Excerpts from a dataset:
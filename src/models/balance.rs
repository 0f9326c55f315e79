//! Defines the model for the ledger balance.

use serde::{Deserialize, Serialize};
use time::OffsetDateTime;

/// The sum of all transaction amounts at a point in time.
///
/// Derived from the stored transactions on demand, never persisted.
#[derive(Debug, Clone, PartialEq, Serialize, Deserialize)]
#[serde(rename_all = "camelCase")]
pub struct Balance {
    /// When the balance was computed.
    #[serde(with = "time::serde::rfc3339")]
    pub date_time: OffsetDateTime,
    /// The balance. Zero for an empty ledger.
    pub balance: f64,
}
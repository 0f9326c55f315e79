use std::error::Error;
use std::path::Path;
use std::process::exit;

use clap::Parser;
use rusqlite::Connection;
use time::{Duration, OffsetDateTime};

use tallybook::initialize_db;

/// A utility for creating a test database for the REST API server of tallybook.
#[derive(Parser, Debug)]
#[command(version, about, long_about = None)]
struct Args {
    /// File path to save the SQLite database to.
    #[arg(long, short)]
    output_path: String,
}

/// Create and populate a database for manual testing.
fn main() -> Result<(), Box<dyn Error>> {
    let args = Args::parse();

    let output_path = Path::new(&args.output_path);

    match output_path.extension() {
        None => {
            eprintln!("Output path must include a file extension (e.g., 'my_database.db').");
            exit(1);
        }
        Some(extension) if extension.is_empty() => {
            eprintln!("Output path must include a file extension (e.g., 'my_database.db').");
            exit(1);
        }
        _ => {}
    }

    if output_path.is_file() {
        eprintln!("File already exists at {output_path:#?}!");
        exit(1);
    }

    println!("Creating database at {output_path:#?}");
    let conn = Connection::open(output_path)?;

    initialize_db(&conn)?;

    println!("Creating test transactions...");

    let now = OffsetDateTime::now_utc();
    let sample_transactions = [
        (now - Duration::days(3), 1500.00, "Salary - August"),
        (now - Duration::days(2), -45.99, "Coffee shop purchase"),
        (now - Duration::days(1), -320.50, "Weekly groceries"),
        (now, -15.00, "Bus fare"),
    ];

    for (created_at, amount, description) in sample_transactions {
        conn.execute(
            "INSERT INTO \"transaction\" (created_at, amount, description) VALUES (?1, ?2, ?3)",
            (created_at, amount, description),
        )?;
    }

    println!("Success!");

    Ok(())
}
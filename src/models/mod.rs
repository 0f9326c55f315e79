//! This module defines the domain data types.

pub use balance::Balance;
pub use transaction::{Transaction, TransactionBuilder, TransactionData};

mod balance;
mod transaction;

/// Alias for the integer type used for mapping to database IDs.
pub type TransactionId = i64;
//! This file defines the type `Transaction`, the core type of the ledger, and
//! the types used to create one.

use serde::{Deserialize, Serialize};
use time::OffsetDateTime;

use crate::models::TransactionId;

/// An event where money was either paid into or out of the ledger.
///
/// To create a new `Transaction`, use [Transaction::build].
#[derive(Debug, Clone, PartialEq, Serialize, Deserialize)]
#[serde(rename_all = "camelCase")]
pub struct Transaction {
    /// The ID of the transaction, assigned by the store.
    pub id: TransactionId,
    /// When the server recorded the transaction.
    ///
    /// Refreshed on every write, including updates.
    #[serde(with = "time::serde::rfc3339")]
    pub created_at: OffsetDateTime,
    /// The amount of money paid in (positive) or out (negative).
    pub amount: f64,
    /// A text description of what the transaction was for.
    pub description: String,
}

impl Transaction {
    /// Create a new transaction.
    ///
    /// Shortcut for [TransactionBuilder] for discoverability.
    pub fn build(amount: f64, description: &str) -> TransactionBuilder {
        TransactionBuilder {
            id: None,
            created_at: OffsetDateTime::now_utc(),
            amount,
            description: description.to_owned(),
        }
    }
}

/// A builder for creating [Transaction] instances ready to be saved.
#[derive(Debug, PartialEq, Clone)]
pub struct TransactionBuilder {
    /// The ID of the stored transaction to overwrite.
    ///
    /// `None` inserts a new row and lets the store assign the ID.
    pub id: Option<TransactionId>,

    /// When the server recorded the transaction.
    ///
    /// Defaults to the current server time in UTC.
    pub created_at: OffsetDateTime,

    /// The amount of money paid in (positive) or out (negative).
    pub amount: f64,

    /// A text description of what the transaction was for.
    pub description: String,
}

impl TransactionBuilder {
    /// Set the ID of the stored transaction to overwrite.
    pub fn id(mut self, id: Option<TransactionId>) -> Self {
        self.id = id;
        self
    }

    /// Set when the transaction was recorded.
    pub fn created_at(mut self, created_at: OffsetDateTime) -> Self {
        self.created_at = created_at;
        self
    }
}

/// A transaction as submitted by a client.
///
/// `id` must be empty when creating a transaction and set when updating one.
/// A missing `description` is treated the same as a blank one.
#[derive(Debug, Clone, PartialEq, Serialize, Deserialize)]
#[serde(rename_all = "camelCase")]
pub struct TransactionData {
    /// The ID of the transaction to update. Must be empty for creation.
    #[serde(default)]
    pub id: Option<TransactionId>,
    /// The amount of money paid in (positive) or out (negative).
    #[serde(default)]
    pub amount: f64,
    /// A text description of what the transaction was for.
    #[serde(default)]
    pub description: Option<String>,
}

* Work instructions *
Repeat the records exactly, leaving out none of them.

* Task output *
filename src/models/balance.rs
repository 0f9326c55f315e79
//! Defines the model for the ledger balance.

use serde::{Deserialize, Serialize};
use time::OffsetDateTime;

/// The sum of all transaction amounts at a point in time.
///
/// Derived from the stored transactions on demand, never persisted.
#[derive(Debug, Clone, PartialEq, Serialize, Deserialize)]
#[serde(rename_all = "camelCase")]
pub struct Balance {
    /// When the balance was computed.
    #[serde(with = "time::serde::rfc3339")]
    pub date_time: OffsetDateTime,
    /// The balance. Zero for an empty ledger.
    pub balance: f64,
}
repository 0f9326c55f315e79
use std::error::Error;
use std::path::Path;
use std::process::exit;

use clap::Parser;
use rusqlite::Connection;
use time::{Duration, OffsetDateTime};

use tallybook::initialize_db;

/// A utility for creating a test database for the REST API server of tallybook.
#[derive(Parser, Debug)]
#[command(version, about, long_about = None)]
struct Args {
    /// File path to save the SQLite database to.
    #[arg(long, short)]
    output_path: String,
}

/// Create and populate a database for manual testing.
fn main() -> Result<(), Box<dyn Error>> {
    let args = Args::parse();

    let output_path = Path::new(&args.output_path);

    match output_path.extension() {
        None => {
            eprintln!("Output path must include a file extension (e.g., 'my_database.db').");
            exit(1);
        }
        Some(extension) if extension.is_empty() => {
            eprintln!("Output path must include a file extension (e.g., 'my_database.db').");
            exit(1);
        }
        _ => {}
    }

    if output_path.is_file() {
        eprintln!("File already exists at {output_path:#?}!");
        exit(1);
    }

    println!("Creating database at {output_path:#?}");
    let conn = Connection::open(output_path)?;

    initialize_db(&conn)?;

    println!("Creating test transactions...");

    let now = OffsetDateTime::now_utc();
    let sample_transactions = [
        (now - Duration::days(3), 1500.00, "Salary - August"),
        (now - Duration::days(2), -45.99, "Coffee shop purchase"),
        (now - Duration::days(1), -320.50, "Weekly groceries"),
        (now, -15.00, "Bus fare"),
    ];

    for (created_at, amount, description) in sample_transactions {
        conn.execute(
            "INSERT INTO \"transaction\" (created_at, amount, description) VALUES (?1, ?2, ?3)",
            (created_at, amount, description),
        )?;
    }

    println!("Success!");

    Ok(())
}
filename src/models/mod.rs
repository 0f9326c55f315e79
//! This module defines the domain data types.

pub use balance::Balance;
pub use transaction::{Transaction, TransactionBuilder, TransactionData};

mod balance;
mod transaction;

/// Alias for the integer type used for mapping to database IDs.
pub type TransactionId = i64;
//! This file defines the type `Transaction`, the core type of the ledger, and
//! the types used to create one.

use serde::{Deserialize, Serialize};
use time::OffsetDateTime;

use crate::models::TransactionId;

/// An event where money was either paid into or out of the ledger.
///
/// To create a new `Transaction`, use [Transaction::build].
#[derive(Debug, Clone, PartialEq, Serialize, Deserialize)]
#[serde(rename_all = "camelCase")]
pub struct Transaction {
    /// The ID of the transaction, assigned by the store.
    pub id: TransactionId,
    /// When the server recorded the transaction.
    ///
    /// Refreshed on every write, including updates.
    #[serde(with = "time::serde::rfc3339")]
    pub created_at: OffsetDateTime,
    /// The amount of money paid in (positive) or out (negative).
    pub amount: f64,
    /// A text description of what the transaction was for.
    pub description: String,
}

impl Transaction {
    /// Create a new transaction.
    ///
    /// Shortcut for [TransactionBuilder] for discoverability.
    pub fn build(amount: f64, description: &str) -> TransactionBuilder {
        TransactionBuilder {
            id: None,
            created_at: OffsetDateTime::now_utc(),
            amount,
            description: description.to_owned(),
        }
    }
}

/// A builder for creating [Transaction] instances ready to be saved.
#[derive(Debug, PartialEq, Clone)]
pub struct TransactionBuilder {
    /// The ID of the stored transaction to overwrite.
    ///
    /// `None` inserts a new row and lets the store assign the ID.
    pub id: Option<TransactionId>,

    /// When the server recorded the transaction.
    ///
    /// Defaults to the current server time in UTC.
    pub created_at: OffsetDateTime,

    /// The amount of money paid in (positive) or out (negative).
    pub amount: f64,

    /// A text description of what the transaction was for.
    pub description: String,
}

impl TransactionBuilder {
    /// Set the ID of the stored transaction to overwrite.
    pub fn id(mut self, id: Option<TransactionId>) -> Self {
        self.id = id;
        self
    }

    /// Set when the transaction was recorded.
    pub fn created_at(mut self, created_at: OffsetDateTime) -> Self {
        self.created_at = created_at;
        self
    }
}

/// A transaction as submitted by a client.
///
/// `id` must be empty when creating a transaction and set when updating one.
/// A missing `description` is treated the same as a blank one.
#[derive(Debug, Clone, PartialEq, Serialize, Deserialize)]
#[serde(rename_all = "camelCase")]
pub struct TransactionData {
    /// The ID of the transaction to update. Must be empty for creation.
    #[serde(default)]
    pub id: Option<TransactionId>,
    /// The amount of money paid in (positive) or out (negative).
    #[serde(default)]
    pub amount: f64,
    /// A text description of what the transaction was for.
    #[serde(default)]
    pub description: Option<String>,
}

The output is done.